Odds and Ends

Sewing and mending

Before I launch into my sewing tales, I want to ask if you and your loved ones are okay? I do hope you are staying healthy while this virus rampages around the world. All is good here.

Now, onto other matters:

While I haven’t made a lot of progress on my hand sewing ~ The forest regenerates ~ I have had a productive week with the sewing machine. Once I had it out, one thing lead to another.

  1. A linen jacket

Every so often I hanker to sew a garment. This time I fancied something to layer, not a heavy coat, something lighter. An autumn and spring something.

After a look online I headed to the shop to buy the pattern. Simplicity 8468

[Can I diverge here for some advice? I often look at indie pattern makers, and like what I see. However, I have two obstacles:

  • the price I would have to pay for postage often doubles the price of a paper pattern
  • or they come as a PDF, and I wonder about printing them off. Have you bought PDF  patterns? How did you print them? How would you advise me?]

This shop is one of those huge chain stores, so I wasn’t going to buy my fabric there. Instead I headed to Fibresmith, in Yarraville. When you look at the cloth they have, you will understand why I went there ~ and why I had so much trouble choosing.

My eventual choice was sage green linen. It sewed up so beautifully, giving me a jacket that I know I will be wearing often and for a long while.
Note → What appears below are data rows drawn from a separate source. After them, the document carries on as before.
use std::path::Path;

use serde_json::Value;

use crate::config::{Config, Precedence};
use crate::error::{Chainable, ErrorKind, Result};
use crate::frontmatter;
use crate::metadata::{Layout, Metadata};
use crate::page::Page;
use crate::site::Site;
use crate::templating::{Engine, EngineInit, Scope};
use crate::templating::minijinja::MiniJinjaEngine;
use crate::util::is_template;

/// Layout chains longer than this are considered cyclic.
pub const MAX_LAYOUT_PASSES: usize = 16;

/// The file name of the layout called `name`: `name.html`, unless `name`
/// already has an extension.
pub fn layout_file_name(name: &str) -> String {
    match Path::new(name).extension() {
        Some(_) => name.to_string(),
        None => format!("{name}.html"),
    }
}

/// A rendered page.
#[derive(Debug, Clone, PartialEq)]
pub struct Rendered {
    pub html: String,
    /// Names of the layouts applied, innermost first.
    pub layouts: Vec<String>,
}

/// Renders pages through their scope generator, their own template, and
/// their chain of layouts.
#[derive(Debug)]
pub struct Renderer {
    engine: Box<dyn Engine>,
    layouts_dir: String,
    default_layout: String,
    precedence: Precedence,
}

impl Renderer {
    /// A renderer backed by minijinja.
    pub fn new(config: &Config) -> Self {
        Renderer::with_engine(config, MiniJinjaEngine::init(config))
    }

    pub fn with_engine<E: Engine + 'static>(config: &Config, engine: E) -> Self {
        Renderer {
            engine: Box::new(engine),
            layouts_dir: config.settings.layouts_dir.clone(),
            default_layout: config.settings.default_layout.clone(),
            precedence: config.settings.precedence,
        }
    }

    pub fn render(&self, site: &Site, page: &Page) -> Result<Rendered> {
        self.try_render(site, page)
            .map_err(|e| match e.kind() {
                ErrorKind::Other => e.with_kind(ErrorKind::Render),
                _ => e,
            })
    }

    fn try_render(&self, site: &Site, page: &Page) -> Result<Rendered> {
        let mut meta = page.meta.clone();
        if let Some(scope) = site.scope_units().generate(page, site.pages())? {
            meta.append_all(&scope);
        }

        let kinds = site.kinds();
        let mut content = if is_template(&page.content) {
            let page_value = page_scope(&meta, page, &page.content)?;
            let scope = Scope { content: &page.content, page: &page_value, site: kinds };
            self.engine.render(&page.relative_path, &page.content, &scope)
                .chain_with(|| error!("failed to render page", "page" => &page.relative_path))?
        } else {
            page.content.clone()
        };

        let mut layouts: Vec<String> = vec![];
        let mut current = meta.get_str(Layout).unwrap_or(&self.default_layout).to_string();
        loop {
            if layouts.len() >= MAX_LAYOUT_PASSES {
                return Err(error! {
                    "layout chain does not terminate",
                    "page" => &page.relative_path,
                    "chain" => layouts.join(" -> "),
                }.with_kind(ErrorKind::Configuration));
            }

            let file_name = layout_file_name(&current);
            let layout_path = format!("{}/{}", self.layouts_dir, file_name);
            let Some(source) = site.layout(&file_name) else {
                return Err(error! {
                    "layout not found",
                    "page" => &page.relative_path,
                    "layout" => &layout_path,
                }.with_kind(ErrorKind::Render));
            };

            let (layout_meta, body) = frontmatter::parse(source, &layout_path)?;
            self.merge(&mut meta, &layout_meta);

            let page_value = page_scope(&meta, page, &content)?;
            let scope = Scope { content: &content, page: &page_value, site: kinds };
            content = self.engine.render(&layout_path, &body, &scope)
                .chain_with(|| error! {
                    "failed to render layout",
                    "page" => &page.relative_path,
                    "layout" => &layout_path,
                })?;

            // A layout naming itself, with or without `.html`, ends the chain.
            layouts.push(current.clone());
            match layout_meta.get_str(Layout) {
                Some(next) if layout_file_name(next) != file_name => current = next.to_string(),
                _ => break,
            }
        }

        Ok(Rendered { html: content, layouts })
    }

    /// Merges a layout's metadata into the page's. The `layout` key only
    /// ever selects the next layout; it is never merged.
    fn merge(&self, meta: &mut Metadata, layout_meta: &Metadata) {
        let mut layout_meta = layout_meta.clone();
        layout_meta.remove(Layout);
        match self.precedence {
            Precedence::Page => meta.fill_from(&layout_meta),
            Precedence::Layout => meta.append_all(&layout_meta.to_dict()),
        }
    }
}

/// `page` as templates see it: metadata with the page's fields on top and
/// `content` set to the content rendered so far.
fn page_scope(meta: &Metadata, page: &Page, content: &str) -> Result<Value> {
    let mut dict = meta.to_dict();
    if let Value::Object(fields) = serde_json::to_value(page)? {
        dict.extend(fields);
    }

    dict.insert("content".into(), content.into());
    Ok(Value::Object(dict))
}
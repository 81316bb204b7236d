use std::collections::BTreeMap;
use std::path::{Path, PathBuf};

use serde::{Deserialize, Serialize};

use crate::error::{Chainable, ErrorKind, Result};

/// Optional project configuration file, read from the project root.
pub const CONFIG_FILE: &str = "config.toml";

/// Which side wins when a page's metadata and its layout's metadata share a
/// key. The `layout` key itself is exempt: it always names the next layout.
#[derive(Debug, Default, Clone, Copy, PartialEq, Eq, Deserialize, Serialize)]
#[serde(rename_all = "lowercase")]
pub enum Precedence {
    /// The most specific level (the page) wins.
    #[default]
    Page,
    /// The enclosing layout overrides the page.
    Layout,
}

/// Extra classification exclusions, appended to the built-in ones.
#[derive(Debug, Default, Clone, Deserialize, Serialize)]
#[serde(default)]
pub struct IgnoreSettings {
    pub suffixes: Vec<String>,
    pub prefixes: Vec<String>,
    pub includes: Vec<String>,
}

#[derive(Debug, Clone, Deserialize, Serialize)]
#[serde(default)]
pub struct Settings {
    pub output: PathBuf,
    pub host: String,
    pub port: u16,
    pub reload_path: String,
    pub reload_interval_ms: u64,
    pub layouts_dir: String,
    pub includes_dir: String,
    pub default_layout: String,
    pub precedence: Precedence,
    pub ignore: IgnoreSettings,
    #[serde(flatten)]
    pub globals: BTreeMap<String, serde_json::Value>,
}

impl Default for Settings {
    fn default() -> Self {
        Settings {
            output: PathBuf::from("build"),
            host: "localhost".into(),
            port: 8080,
            reload_path: "/dev-refresh".into(),
            reload_interval_ms: 2000,
            layouts_dir: "_layouts".into(),
            includes_dir: "_includes".into(),
            default_layout: "layout".into(),
            precedence: Precedence::Page,
            ignore: IgnoreSettings::default(),
            globals: BTreeMap::new(),
        }
    }
}

#[derive(Debug, Clone)]
pub struct Config {
    pub root: PathBuf,
    pub settings: Settings,
}

impl Config {
    /// A configuration with default settings rooted at `root`.
    pub fn new<P: AsRef<Path>>(root: P) -> Self {
        Config { root: root.as_ref().to_path_buf(), settings: Settings::default() }
    }

    /// Reads `config.toml` under `root` if present, then applies the `HOST`
    /// and `PORT` environment overrides.
    pub fn discover<P: AsRef<Path>>(root: P) -> Result<Self> {
        let root = root.as_ref();
        let file = root.join(CONFIG_FILE);
        let mut settings = if file.is_file() {
            Settings::parse(&std::fs::read_to_string(&file)?)
                .chain_with(|| error! {
                    "invalid project configuration",
                    "config file" => file.display(),
                })
                .map_err(|e| e.with_kind(ErrorKind::Configuration))?
        } else {
            Settings::default()
        };

        if let Ok(host) = std::env::var("HOST") {
            settings.host = host;
        }

        if let Some(port) = std::env::var("PORT").ok().and_then(|p| p.parse().ok()) {
            settings.port = port;
        }

        Ok(Config { root: root.to_path_buf(), settings })
    }

    pub fn includes_path(&self) -> PathBuf {
        self.root.join(&self.settings.includes_dir)
    }

    /// The build output directory. Relative settings resolve against `root`.
    pub fn output_path(&self) -> PathBuf {
        self.root.join(&self.settings.output)
    }

    /// Relative path of the default layout file, e.g. `_layouts/layout.html`.
    pub fn default_layout_path(&self) -> String {
        format!("{}/{}", self.settings.layouts_dir, crate::render::layout_file_name(&self.settings.default_layout))
    }
}

impl Settings {
    pub fn parse(string: &str) -> Result<Self> {
        Ok(toml::from_str(string)?)
    }
}

#[cfg(test)]
mod tests {
    use super::*;

    #[test]
    fn unknown_keys_become_globals() {
        let settings = Settings::parse(r#"
            port = 3000
            precedence = "layout"
            title = "My Site"

            [ignore]
            suffixes = [".bak"]
        "#).unwrap();

        assert_eq!(settings.port, 3000);
        assert_eq!(settings.precedence, Precedence::Layout);
        assert_eq!(settings.ignore.suffixes, vec![".bak"]);
        assert_eq!(settings.globals["title"], serde_json::json!("My Site"));
        assert_eq!(settings.reload_path, "/dev-refresh");
    }

    #[test]
    fn malformed_config_is_a_configuration_error() {
        let dir = tempfile::tempdir().unwrap();
        std::fs::write(dir.path().join(CONFIG_FILE), "port = \"not a number").unwrap();
        let error = Config::discover(dir.path()).unwrap_err();
        assert_eq!(error.kind(), ErrorKind::Configuration);
    }

    #[test]
    fn missing_config_uses_defaults() {
        let dir = tempfile::tempdir().unwrap();
        let config = Config::discover(dir.path()).unwrap();
        assert_eq!(config.default_layout_path(), "_layouts/layout.html");
        assert_eq!(config.output_path(), dir.path().join("build"));
    }
}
I love the almost hidden pockets!


Even the Fella said “Not bad” when I did my super-model act for the photo. And I was pleasantly surprised by the photo he took, as I only had to delete half a dozen previous attempts!

So, fired up I moved on to:

2. An addition to a top.

I bought a top in Japan. I wanted to wear it with leggings, again, adding layers. (I love layers!) But it never quite worked. Was the material too light? To floral? Was it too long? Too much like a nightie? Then I came across an idea on Ann Woods’ site. Do you know of her? She is a great one for mending, adding patches, as well as creating owls and mice and dolls and all manner of little things. Most of all I love her gentle writing.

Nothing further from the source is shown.